Espacios que me habitan
A lo largo de mi vida, el taller ha sido más que un espacio físico; ha sido un refugio, un rincón sagrado donde convergen lo conciente y lo inconsciente, donde el lienzo se convierte en espejo y la paleta en un puente hacia mi ser. He tejido estos espacios con la materia de mis días, cada uno un reflejo de las etapas de mi viaje interior.
El primer taller que me acogió se hallaba en Caracas, en los pies del imponente cerro Ávila, bajo la sombra de un árbol de aguacate y rodeado por naranjos y limoneros. Allí, en ese jardín lleno de piedras, fue donde mi espíritu empezó a brotar, donde mis manos infantiles descubrieron la magia de transformar el mundo con pinceladas. Ese lugar, más que un taller, fue mi cuna creativa, un rincón donde la inocencia y la creación danzaban al compás de la naturaleza que me rodeaba.
Con los años, mi vida me llevó lejos de ese primer refugio, pero nunca dejé de buscar ese espacio íntimo, esa extensión de mi ser que se convierte en taller. En Madrid, encontré un nuevo hogar para mi espíritu en un sótano. Allí, en la penumbra, comencé a desentrañar los misterios de mi interior. Fue un tiempo de introspección, de bucear en las profundidades de mi ser, donde la soledad del espacio subterráneo se convirtió en el eco de mis preguntas más profundas. Era como si, al bajar a ese sótano, bajara también a los abismos de mi conciencia, en busca de respuestas que aún hoy sigo persiguiendo.
Londres, con su ritmo vertiginoso, me ofreció múltiples escenarios para mi creación. En cinco años, cambié de taller tantas veces como mudé de piel. Cada rincón, cada living room que convertí en taller, fue testigo de una faceta distinta de mi viaje interior. Algunos eran apenas un rincón en un hogar ajeno, otros espacios amplios donde la luz de las estaciones se reflejaba en mi obra, cambiando con los ciclos de la naturaleza. Recuerdo especialmente un garaje, donde el frío del invierno y la bruma del otoño se filtraban por las ventanas, envolviendo mis pinceladas en una danza con el tiempo.
Más recientemente, he encontrado en la isla de Madeira un nuevo taller, un paleiro, ese pequeño refugio donde los campesinos guardaban los frutos de sus cosechas. Es un espacio íntimo, reducido, pero que se abre a un horizonte infinito. Desde lo alto de la montaña, donde se asienta este lugar, mi visión se pierde en el mar, donde el cielo se encuentra con el océano. Es como si, en este rincón diminuto, el espíritu se expandiera más allá de los límites del espacio, volando libre sobre el azul profundo que se despliega ante mis ojos. En este taller, aunque pequeño, el horizonte se convierte en mi lienzo, y mi espíritu se une al vasto paisaje que se extiende hasta donde la vista ya no puede alcanzar.

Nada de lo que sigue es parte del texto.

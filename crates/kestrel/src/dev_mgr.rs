//! Device registry, path resolution and the multi-handle update wait.

use std::collections::HashMap;
use std::sync::{Arc, Mutex, MutexGuard};

use kestrel_hrt::{Deadline, SyncObj, WorkMgr};

use crate::dev_obj::DevObj;
use crate::device_id::DeviceId;
use crate::driver::Driver;
use crate::error::{DeviceError, DeviceResult};
use crate::handle::DevHandle;

/// Per-name cap on driver instances.
pub const MAX_INSTANCES: usize = 5;

/// Handles passed to [`DevMgr::wait_for_update`].
pub type UpdateList<'a> = [&'a DevHandle];

#[derive(Default)]
struct Registry {
    by_name: HashMap<String, Vec<Option<Arc<DevObj>>>>,
    by_id: HashMap<DeviceId, Arc<DevObj>>,
}

/// Registry of driver instances, keyed by name+instance and by packed id.
///
/// Also the access path for consumers: open a [`DevHandle`] by device path,
/// issue I/O through it, and block on [`DevMgr::wait_for_update`] across a
/// set of handles, poll-style.
pub struct DevMgr {
    registry: Mutex<Registry>,
    work_mgr: Arc<WorkMgr>,
}

impl DevMgr {
    pub(crate) fn new(work_mgr: Arc<WorkMgr>) -> Arc<DevMgr> {
        Arc::new(DevMgr {
            registry: Mutex::new(Registry::default()),
            work_mgr,
        })
    }

    fn lock_registry(&self) -> MutexGuard<'_, Registry> {
        match self.registry.lock() {
            Ok(guard) => guard,
            Err(poisoned) => poisoned.into_inner(),
        }
    }

    /// Registers a driver instance and returns its instance slot.
    ///
    /// The lowest free slot in `[0, MAX_INSTANCES)` for the driver's name is
    /// assigned and the instance path becomes `"<base>/<instance>"`. The
    /// packed id must be unique across the registry.
    pub fn register_driver(&self, obj: &Arc<DevObj>) -> DeviceResult<usize> {
        let mut registry = self.lock_registry();
        if obj.is_registered() || registry.by_id.contains_key(&obj.id()) {
            return Err(DeviceError::AlreadyRegistered(obj.id()));
        }

        let bucket = registry
            .by_name
            .entry(obj.name().to_string())
            .or_insert_with(|| vec![None; MAX_INSTANCES]);
        let instance = bucket
            .iter()
            .position(|slot| slot.is_none())
            .ok_or_else(|| DeviceError::NoFreeInstance(obj.name().to_string()))?;
        bucket[instance] = Some(Arc::clone(obj));
        registry.by_id.insert(obj.id(), Arc::clone(obj));

        let instance_path = format!("{}/{}", obj.base_path(), instance);
        obj.complete_registration(instance, instance_path, Arc::downgrade(&self.work_mgr));
        tracing::info!(
            name = obj.name(),
            instance,
            id = %obj.id(),
            "driver registered"
        );
        Ok(instance)
    }

    /// Removes the driver from both indexes.
    ///
    /// The caller stops the driver first; the manager does not stop work.
    pub fn unregister_driver(&self, obj: &Arc<DevObj>) -> DeviceResult<()> {
        let mut registry = self.lock_registry();
        let Some(instance) = obj.instance() else {
            return Err(DeviceError::NotRegistered);
        };

        if let Some(bucket) = registry.by_name.get_mut(obj.name()) {
            if let Some(slot) = bucket.get_mut(instance) {
                if slot.as_ref().is_some_and(|held| Arc::ptr_eq(held, obj)) {
                    *slot = None;
                }
            }
        }
        registry.by_id.remove(&obj.id());
        obj.clear_registration();
        tracing::info!(name = obj.name(), instance, "driver unregistered");
        Ok(())
    }

    pub fn get_dev_obj_by_name(&self, name: &str, instance: usize) -> Option<Arc<DevObj>> {
        self.lock_registry()
            .by_name
            .get(name)?
            .get(instance)?
            .clone()
    }

    pub fn get_dev_obj_by_id(&self, id: DeviceId) -> Option<Arc<DevObj>> {
        self.lock_registry().by_id.get(&id).cloned()
    }

    /// Opens a handle on the device at `"<base>/<instance>"`.
    ///
    /// Concurrent opens of the same device are permitted; each handle gets
    /// its own observer slot.
    pub fn get_handle(&self, path: &str) -> DeviceResult<DevHandle> {
        let not_found = || DeviceError::NotFound(path.to_string());
        let (base, instance) = split_device_path(path).ok_or_else(not_found)?;
        let obj = self
            .lock_registry()
            .by_id
            .values()
            .find(|obj| obj.instance() == Some(instance) && obj.base_path() == base)
            .cloned()
            .ok_or_else(not_found)?;
        Ok(DevHandle::open(obj))
    }

    /// Detaches the handle from its device. Idempotent; equivalent to
    /// dropping the handle.
    pub fn release_handle(&self, handle: &mut DevHandle) {
        handle.release();
    }

    /// Typed access to the driver behind a handle.
    ///
    /// The default build trusts the handle's stored reference; with the
    /// `checked-handles` feature the device must additionally still be live
    /// in this registry. Either way the downcast to `T` is explicit and
    /// fails with [`DeviceError::InvalidHandle`].
    pub fn with_driver<T: Driver, R>(
        &self,
        handle: &DevHandle,
        f: impl FnOnce(&mut T) -> R,
    ) -> DeviceResult<R> {
        let obj = handle.obj()?;
        #[cfg(feature = "checked-handles")]
        if !self.is_live(obj) {
            return Err(DeviceError::InvalidHandle);
        }
        obj.with_driver(f)
    }

    #[cfg(feature = "checked-handles")]
    fn is_live(&self, obj: &Arc<DevObj>) -> bool {
        self.lock_registry()
            .by_id
            .get(&obj.id())
            .is_some_and(|held| Arc::ptr_eq(held, obj))
    }

    /// Signals every open handle of `obj`. Equivalent to
    /// [`DevObj::update_notify`].
    pub fn update_notify(&self, obj: &DevObj) {
        obj.update_notify();
    }

    /// Blocks until at least one handle in `in_set` observes an update.
    ///
    /// Earlier updates are discarded at subscription; only updates posted
    /// after this call starts count. Returns the indexes into `in_set` of
    /// the updated handles. `timeout_ms == 0` waits unbounded;
    /// [`DeviceError::Timeout`] reports an expired wait.
    pub fn wait_for_update(
        &self,
        in_set: &UpdateList<'_>,
        timeout_ms: u64,
    ) -> DeviceResult<Vec<usize>> {
        if in_set.iter().any(|handle| !handle.is_valid()) {
            return Err(DeviceError::InvalidHandle);
        }

        let waiter = Arc::new(SyncObj::new());
        for handle in in_set {
            handle.slot().subscribe(Arc::clone(&waiter));
        }
        let deadline = (timeout_ms != 0).then(|| Deadline::after_ms(timeout_ms));

        let collect_ready = || -> Vec<usize> {
            in_set
                .iter()
                .enumerate()
                .filter(|(_, handle)| handle.slot().updated())
                .map(|(index, _)| index)
                .collect()
        };

        let result = loop {
            let seen = waiter.generation();
            let ready = collect_ready();
            if !ready.is_empty() {
                break Ok(ready);
            }
            if !waiter.wait_past(seen, deadline) {
                // Timed out; pick up an update that raced the deadline.
                let ready = collect_ready();
                break if ready.is_empty() {
                    Err(DeviceError::Timeout)
                } else {
                    Ok(ready)
                };
            }
        };

        for handle in in_set {
            handle.slot().unsubscribe();
        }
        result
    }

    /// Number of registered devices.
    pub fn device_count(&self) -> usize {
        self.lock_registry().by_id.len()
    }

    /// Drains both indexes (shutdown path). Residually registered drivers
    /// are logged and forcibly unregistered.
    pub(crate) fn clear(&self) {
        let mut registry = self.lock_registry();
        if !registry.by_id.is_empty() {
            let residual: Vec<String> = registry
                .by_id
                .values()
                .map(|obj| {
                    obj.instance_path()
                        .unwrap_or_else(|| obj.name().to_string())
                })
                .collect();
            tracing::warn!(?residual, "devices still registered at shutdown");
        }
        for obj in registry.by_id.values() {
            obj.clear_registration();
        }
        registry.by_name.clear();
        registry.by_id.clear();
    }
}

/// Splits `"<base>/<instance>"`; the instance is a decimal slot index.
fn split_device_path(path: &str) -> Option<(&str, usize)> {
    let (base, instance) = path.rsplit_once('/')?;
    let instance: usize = instance.parse().ok()?;
    (!base.is_empty() && instance < MAX_INSTANCES).then_some((base, instance))
}
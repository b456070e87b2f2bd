//! Dispatcher thread scheduling setup.

/// Promotes the calling thread to `SCHED_FIFO` at the platform's maximum
/// priority, with the policy set explicitly rather than inherited.
///
/// Requires privileges (`CAP_SYS_NICE` or an rtprio limit) on most hosts;
/// without them the dispatcher keeps the default policy and pacing stays
/// best-effort.
#[cfg(unix)]
pub(crate) fn promote_to_realtime() {
    unsafe {
        let policy = libc::SCHED_FIFO;
        let priority = libc::sched_get_priority_max(policy);
        if priority < 0 {
            tracing::warn!("could not query SCHED_FIFO priority range");
            return;
        }
        // sched_param carries extra private fields on some platforms.
        let mut param: libc::sched_param = std::mem::zeroed();
        param.sched_priority = priority;
        let rc = libc::pthread_setschedparam(libc::pthread_self(), policy, &param);
        if rc != 0 {
            tracing::warn!(
                errno = rc,
                "SCHED_FIFO unavailable; dispatcher keeps default scheduling"
            );
        } else {
            tracing::info!(priority, "dispatcher promoted to SCHED_FIFO");
        }
    }
}

#[cfg(not(unix))]
pub(crate) fn promote_to_realtime() {}
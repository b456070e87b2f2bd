//! Packed 32-bit device identity.

use std::fmt;

/// Bus a device hangs off.
#[derive(Debug, Clone, Copy, PartialEq, Eq, Hash)]
#[repr(u8)]
pub enum BusType {
    Unknown = 0,
    I2c = 1,
    Spi = 2,
    Uavcan = 3,
    Virt = 4,
}

impl BusType {
    fn from_bits(bits: u32) -> BusType {
        match bits & 0x7 {
            1 => BusType::I2c,
            2 => BusType::Spi,
            3 => BusType::Uavcan,
            4 => BusType::Virt,
            _ => BusType::Unknown,
        }
    }

    fn label(self) -> &'static str {
        match self {
            BusType::Unknown => "unknown",
            BusType::I2c => "i2c",
            BusType::Spi => "spi",
            BusType::Uavcan => "uavcan",
            BusType::Virt => "virt",
        }
    }
}

/// Bus type, bus index, bus address and device type folded into one `u32`.
///
/// In-word layout: bits 0–2 bus type, 3–7 bus index, 8–15 address,
/// 16–23 devtype, 24–31 reserved (zero). With the reserved byte zero the
/// packed value stays below 2^24, so it survives an `f32` round-trip
/// losslessly; external parameter transports rely on that. Equality and
/// ordering are by the packed value.
#[derive(Debug, Clone, Copy, PartialEq, Eq, PartialOrd, Ord, Hash)]
pub struct DeviceId(u32);

impl DeviceId {
    pub fn new(bus_type: BusType, bus_index: u8, address: u8, devtype: u8) -> DeviceId {
        let mut raw = bus_type as u32;
        raw |= u32::from(bus_index & 0x1f) << 3;
        raw |= u32::from(address) << 8;
        raw |= u32::from(devtype) << 16;
        DeviceId(raw)
    }

    /// Reinterprets a packed value. Reserved bits are cleared.
    pub fn from_raw(raw: u32) -> DeviceId {
        DeviceId(raw & 0x00ff_ffff)
    }

    pub fn raw(self) -> u32 {
        self.0
    }

    pub fn bus_type(self) -> BusType {
        BusType::from_bits(self.0)
    }

    pub fn bus_index(self) -> u8 {
        ((self.0 >> 3) & 0x1f) as u8
    }

    pub fn address(self) -> u8 {
        (self.0 >> 8) as u8
    }

    pub fn devtype(self) -> u8 {
        (self.0 >> 16) as u8
    }
}

impl fmt::Display for DeviceId {
    fn fmt(&self, f: &mut fmt::Formatter<'_>) -> fmt::Result {
        write!(
            f,
            "{}-{}:0x{:02x}:0x{:02x}",
            self.bus_type().label(),
            self.bus_index(),
            self.address(),
            self.devtype()
        )
    }
}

Estos talleres, lejos de ser meros lugares de trabajo, han sido los templos donde he habitado mi propia existencia. En cada uno, he dejado una parte de mí, una huella indeleble en los muros, en los suelos manchados de pintura, en el aire cargado de ideas y sueños. Allí, en esos refugios, he sido verdaderamente yo, en ese espacio donde la creación ocurre, donde las máscaras se desvanecen y el espíritu se desnuda ante el lienzo.
Habitar el taller es habitarme a mí misma. Es fundirme con los colores, perderme en las formas y reencontrarme en cada trazo. Es donde convergen mi ser y mi hacer, donde el amor y la pasión coexisten, sin necesidad de separarse en compartimentos estancos. En esos espacios, no hay fronteras entre la madre, la mujer y la artista; todas ellas se entrelazan en una única esencia que se despliega sobre la tela.
Así, mi vida ha sido un constante ir y venir entre talleres, entre espacios que, aunque diferentes en su forma, comparten la misma esencia: son la casa de mi espíritu, el lugar donde verdaderamente habito. Allí, en ese rincón sagrado, soy lo que soy, en mi forma más pura y esencial. Allí, en esos talleres, es donde ocurre la verdadera magia, donde me encuentro, me descubro y, finalmente, me creo.